Por J.C.Vinuesa
Nos había dicho en sus anteriores películas que la vida es un falso movimiento, que el encuentro con uno mismo sólo es posible. En el curso del tiempo, que la búsqueda del propio origen pasa necesariamente por el viaje “a través de las ciudades”, que la ruptura es necesaria para la recuperación, que el ir y venir es lo mismo que el estar, ser, porque el viaje es una estado metafísico, una dialéctica constante tan necesaria como inútil. Nos lo recuerda el loco predicador de la autopista en esta bella película: “Todo es navegación hacia ninguna parte… no digáis que no os lo advertí”.
No es fácil lanzarse al desierto, pero es más difícil enfrentarse a lo que provoca la huida. En Wenders no tiene ese carácter liberador, desmemorizador, sino la purga, el estado preciso para la superación, la recuperación. El hombre lanzado en viejos Chevrolet, chirriantes trenes, modernos Oldsmobiles hacia horizontes infinitos donde cualquier encuentro puede ser el remiendo o la solución. Es un tema antropológico. El hombre moderno desarraigado, fracasado en el amor, inserto en rutas indefinidas, desiertos y ciudades. Pero el desierto no es compatible con trajes de seda. Travis Clay Henderson no es un viajero accidentado, es un civilizado que ha huido. Su rostro desencajado y el empolvado traje necesitan un repaso en la tintorería. Toda la película es un viaje interior, un proceso de recuperación para enfrentarse al miedo, a la propia enajenación desde el silencio al discurso. Ripley lo dice en El amigo americano: “No hay nada que temer sino al mismo miedo.”. Trav nos lo confiesa en el momento cumbre de la película cuando debe enfrentarse a si mismo, a la causa de la destrucción, a Jane: “Tengo miedo a enfrentarme con el miedo.” Y lo hace en el peep show, a través del espejo del voyeur, evitando la mirada hacia un pasado irrecuperable, para que la comunicación no sea “comunión”. Y al final, la huida de un hombre desalentado, que ha encontrado una solución, pero no a sí mismo. Trav está como al principio.

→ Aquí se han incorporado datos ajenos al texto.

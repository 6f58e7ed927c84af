//! Queue manager wrapping the key-value store with dataroom semantics
//!
//! One lock key and one timestamp-sorted queue per dataroom. The lock is the
//! sole mutual-exclusion primitive; the queue is drained only by the lock
//! holder. TTLs on both bound the damage of a crashed worker.

use std::sync::Arc;

use roomdex_config::RedisConfig;
use tracing::{debug, warn};

use crate::error::{QueueError, QueueResult};
use crate::request::IndexingRequest;
use crate::store::KeyValueStore;

fn lock_key(dataroom_id: &str) -> String {
    format!("rag:lock:{dataroom_id}")
}

fn queue_key(dataroom_id: &str) -> String {
    format!("rag:queue:{dataroom_id}")
}

/// Per-dataroom indexing queue and worker lock
#[derive(Clone)]
pub struct QueueManager {
    store: Arc<dyn KeyValueStore>,
    lock_ttl_seconds: u64,
    queue_ttl_seconds: u64,
}

impl QueueManager {
    pub fn new(store: Arc<dyn KeyValueStore>, config: &RedisConfig) -> Self {
        Self {
            store,
            lock_ttl_seconds: config.lock_ttl_seconds,
            queue_ttl_seconds: config.queue_ttl_seconds,
        }
    }

    /// Enqueue an indexing request for a dataroom
    ///
    /// Every call is meant to be represented in the queue: request IDs carry
    /// a random fragment so two triggers for the same dataroom both land. The
    /// duplicate scan only suppresses an exact ID collision. The queue TTL is
    /// refreshed on every enqueue.
    ///
    /// # Errors
    ///
    /// Returns a validation error for empty identifiers, or a store error if
    /// the enqueue itself fails.
    pub async fn add_to_queue(
        &self,
        dataroom_id: &str,
        team_id: &str,
        user_id: &str,
    ) -> QueueResult<IndexingRequest> {
        if dataroom_id.is_empty() {
            return Err(QueueError::Validation {
                field: "dataroom_id",
                operation: "add_to_queue",
            });
        }
        if team_id.is_empty() {
            return Err(QueueError::Validation {
                field: "team_id",
                operation: "add_to_queue",
            });
        }
        if user_id.is_empty() {
            return Err(QueueError::Validation {
                field: "user_id",
                operation: "add_to_queue",
            });
        }

        let request = IndexingRequest::new(dataroom_id, team_id, user_id);
        let key = queue_key(dataroom_id);

        let pending = self.store.sorted_range(&key, 0, -1).await?;
        for value in pending {
            let existing = value.into_request()?;
            if existing.request_id == request.request_id {
                debug!(
                    dataroom_id,
                    request_id = %request.request_id,
                    "Request already queued, skipping enqueue"
                );
                return Ok(existing);
            }
        }

        let member = serde_json::to_string(&request)?;
        #[allow(clippy::cast_precision_loss)]
        let score = request.timestamp_ms as f64;
        self.store.sorted_add(&key, score, &member).await?;
        self.store.expire(&key, self.queue_ttl_seconds).await?;

        debug!(
            dataroom_id,
            request_id = %request.request_id,
            "Enqueued indexing request"
        );
        Ok(request)
    }

    /// Fetch and remove the lowest-timestamp request, or `None` if empty
    ///
    /// Fetch-then-remove of the exact serialized member. Only the lock
    /// holder calls this, so the two steps need no cross-caller atomicity.
    ///
    /// # Errors
    ///
    /// Returns a store or deserialization error.
    pub async fn get_next_from_queue(
        &self,
        dataroom_id: &str,
    ) -> QueueResult<Option<IndexingRequest>> {
        let key = queue_key(dataroom_id);
        let head = self.store.sorted_range(&key, 0, 0).await?;
        let Some(value) = head.into_iter().next() else {
            return Ok(None);
        };

        let member = value.as_member()?;
        self.store.sorted_remove(&key, &member).await?;
        Ok(Some(value.into_request()?))
    }

    /// Whether any requests are queued; degrades to `false` on store failure
    pub async fn has_pending_requests(&self, dataroom_id: &str) -> bool {
        self.get_queue_length(dataroom_id).await > 0
    }

    /// Queue length; degrades to `0` on store failure
    pub async fn get_queue_length(&self, dataroom_id: &str) -> u64 {
        match self.store.sorted_len(&queue_key(dataroom_id)).await {
            Ok(len) => len,
            Err(e) => {
                warn!(dataroom_id, error = %e, "Queue length check failed, reporting 0");
                0
            }
        }
    }

    /// All queued requests in FIFO order; degrades to `[]` on any failure
    pub async fn get_pending_requests(&self, dataroom_id: &str) -> Vec<IndexingRequest> {
        let values = match self.store.sorted_range(&queue_key(dataroom_id), 0, -1).await {
            Ok(values) => values,
            Err(e) => {
                warn!(dataroom_id, error = %e, "Pending request listing failed, reporting none");
                return Vec::new();
            }
        };

        values
            .into_iter()
            .filter_map(|value| match value.into_request() {
                Ok(request) => Some(request),
                Err(e) => {
                    warn!(dataroom_id, error = %e, "Skipping undecodable queue member");
                    None
                }
            })
            .collect()
    }

    /// Attempt to acquire the worker lock for a dataroom
    ///
    /// Returns `true` iff this call acquired the lock, making the caller
    /// responsible for draining the queue. The lock value is the acquisition
    /// timestamp and the key carries the lock TTL as crash recovery.
    ///
    /// # Errors
    ///
    /// Returns a store error if the atomic set fails.
    pub async fn try_start_worker(&self, dataroom_id: &str) -> QueueResult<bool> {
        let acquired_at = chrono::Utc::now().timestamp_millis().to_string();
        let acquired = self
            .store
            .set_if_absent(&lock_key(dataroom_id), &acquired_at, self.lock_ttl_seconds)
            .await?;
        debug!(dataroom_id, acquired, "Worker lock attempt");
        Ok(acquired)
    }

    /// Whether a worker currently holds the lock; degrades to `false`
    pub async fn is_indexing_running(&self, dataroom_id: &str) -> bool {
        match self.store.exists(&lock_key(dataroom_id)).await {
            Ok(exists) => exists,
            Err(e) => {
                warn!(dataroom_id, error = %e, "Lock existence check failed, reporting false");
                false
            }
        }
    }

    /// Release the worker lock; logs failures but never returns them
    ///
    /// Cleanup must not fail the caller: an unreleased lock self-expires via
    /// its TTL.
    pub async fn release_lock(&self, dataroom_id: &str) {
        if let Err(e) = self.store.delete(&lock_key(dataroom_id)).await {
            warn!(dataroom_id, error = %e, "Lock release failed, TTL will reclaim it");
        }
    }
}

#[cfg(test)]
mod tests {
    #![allow(clippy::unwrap_used)]

    use super::*;
    use crate::memory::MemoryStore;

    fn manager(store: &MemoryStore) -> QueueManager {
        let config = RedisConfig {
            url: "redis://localhost:6379".to_string(),
            lock_ttl_seconds: 3600,
            queue_ttl_seconds: 3600,
        };
        QueueManager::new(Arc::new(store.clone()), &config)
    }

    #[tokio::test]
    async fn rejects_empty_identifiers() {
        let store = MemoryStore::new();
        let queue = manager(&store);

        let err = queue.add_to_queue("", "team_1", "user_1").await.unwrap_err();
        assert!(matches!(
            err,
            QueueError::Validation {
                field: "dataroom_id",
                ..
            }
        ));

        let err = queue.add_to_queue("dr_1", "", "user_1").await.unwrap_err();
        assert!(matches!(err, QueueError::Validation { field: "team_id", .. }));

        let err = queue.add_to_queue("dr_1", "team_1", "").await.unwrap_err();
        assert!(matches!(err, QueueError::Validation { field: "user_id", .. }));
    }

    #[tokio::test]
    async fn two_triggers_both_enqueue() {
        let store = MemoryStore::new();
        let queue = manager(&store);

        let first = queue.add_to_queue("dr_1", "team_1", "user_1").await.unwrap();
        let second = queue.add_to_queue("dr_1", "team_1", "user_1").await.unwrap();

        assert_ne!(first.request_id, second.request_id);
        assert_eq!(queue.get_queue_length("dr_1").await, 2);
    }

    #[tokio::test]
    async fn dequeue_is_fifo_and_consumes() {
        let store = MemoryStore::new();
        let queue = manager(&store);

        let first = queue.add_to_queue("dr_1", "team_1", "user_1").await.unwrap();
        let second = queue.add_to_queue("dr_1", "team_1", "user_2").await.unwrap();

        let got = queue.get_next_from_queue("dr_1").await.unwrap().unwrap();
        assert_eq!(got.request_id, first.request_id);

        let got = queue.get_next_from_queue("dr_1").await.unwrap().unwrap();
        assert_eq!(got.request_id, second.request_id);

        assert!(queue.get_next_from_queue("dr_1").await.unwrap().is_none());
        assert!(!queue.has_pending_requests("dr_1").await);
    }

    #[tokio::test]
    async fn dequeue_normalizes_parsed_members() {
        let store = MemoryStore::new();
        let queue = manager(&store);

        let request = IndexingRequest::new("dr_1", "team_1", "user_1");
        store.seed_sorted_parsed(
            "rag:queue:dr_1",
            1.0,
            serde_json::to_value(&request).unwrap(),
        );

        let got = queue.get_next_from_queue("dr_1").await.unwrap().unwrap();
        assert_eq!(got, request);
        assert_eq!(queue.get_queue_length("dr_1").await, 0);
    }

    #[tokio::test]
    async fn lock_is_mutually_exclusive_until_released() {
        let store = MemoryStore::new();
        let queue = manager(&store);

        assert!(queue.try_start_worker("dr_1").await.unwrap());
        assert!(!queue.try_start_worker("dr_1").await.unwrap());
        assert!(queue.is_indexing_running("dr_1").await);

        queue.release_lock("dr_1").await;
        assert!(!queue.is_indexing_running("dr_1").await);
        assert!(queue.try_start_worker("dr_1").await.unwrap());
    }

    #[tokio::test]
    async fn locks_are_independent_across_datarooms() {
        let store = MemoryStore::new();
        let queue = manager(&store);

        assert!(queue.try_start_worker("dr_1").await.unwrap());
        assert!(queue.try_start_worker("dr_2").await.unwrap());
    }

    #[tokio::test]
    async fn introspection_degrades_instead_of_failing() {
        let store = MemoryStore::new();
        let queue = manager(&store);
        queue.add_to_queue("dr_1", "team_1", "user_1").await.unwrap();

        store.fail_next();
        assert_eq!(queue.get_queue_length("dr_1").await, 0);

        store.fail_next();
        assert!(!queue.has_pending_requests("dr_1").await);

        store.fail_next();
        assert!(queue.get_pending_requests("dr_1").await.is_empty());

        store.fail_next();
        assert!(!queue.is_indexing_running("dr_1").await);
    }

    #[tokio::test]
    async fn release_lock_swallows_store_failures() {
        let store = MemoryStore::new();
        let queue = manager(&store);
        queue.try_start_worker("dr_1").await.unwrap();

        store.fail_next();
        queue.release_lock("dr_1").await;

        // The failed delete left the lock in place
        assert!(queue.is_indexing_running("dr_1").await);
    }

    #[tokio::test]
    async fn queue_survives_lock_expiry() {
        let store = MemoryStore::new();
        let config = RedisConfig {
            url: "redis://localhost:6379".to_string(),
            lock_ttl_seconds: 0,
            queue_ttl_seconds: 3600,
        };
        let queue = QueueManager::new(Arc::new(store.clone()), &config);

        queue.add_to_queue("dr_1", "team_1", "user_1").await.unwrap();
        assert!(queue.try_start_worker("dr_1").await.unwrap());

        // Lock TTL elapsed without a release: next trigger reacquires and
        // the queued request is still there to drain
        assert!(queue.try_start_worker("dr_1").await.unwrap());
        assert_eq!(queue.get_queue_length("dr_1").await, 1);
    }
}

Toda la película se vuelca hacia recuperación de un hombre hecho girones, la comprensión fraternal, el amor filial, las lágrimas finales de una esposa. Hasta el discurso cósmico de ese niño de pitagorín como todos los niños de las películas americanas, sólo persigue la ubicación de su padre, porque el problema de encontrarse a sí mismo comienza por ubicarse. Paris, Texas o la casa de Alicia. Pero Travis ha olvidado para qué quería una parcela en el lugar donde fue engendrado, y que se puede renacer y que la entrega es mejor que la renuncia. Trav no está perdido, ha renunciado a sí mismo, a su raíz existencial. En París, Texas, la búsqueda se convierte también en reflexión. En un paso adelante en la obra de Wenders, un desahogo de los personajes que no se habían visto hasta esa fecha. Por eso el discurso final en el peep show es tan sublime. Es un discurso gestado en el silencio del desierto, en las ascesis como método para enfrentarse a si mismo. Este plano antológico se apoya en la mirada penetrante y esquiva, aunque dulce que Nastassia Kinski, heredó de su padre, y que Wenders ha heredado de directores como Bergman o Murnau.
Se puede hablar de códigos, paradigmas y arquetipos en la filmografía de Wenders. Paris, Texas tiene todos los de sus otras películas, pero su reiteración, no se puede considerar un vicio, sino una constante en una de las obras cinematográficas más homogéneas y originales de los 80. Trenes, coches, barcos, aviones: Wenders colocará a un hombre, vagando de Nueva York a Hamburgo, de Lisboa a Los Ángeles. Traspasará fronteras, entrará en moteles, para llegar al mismo punto de partida. Pero el conjunto resultante será el film plásticamente más hermoso que se pueda imaginar en un discurso metafísico que los griegos ya estudiaban: la aventura, la soledad, la apertura al mundo. Ulises desamparado de la mano de los Dioses.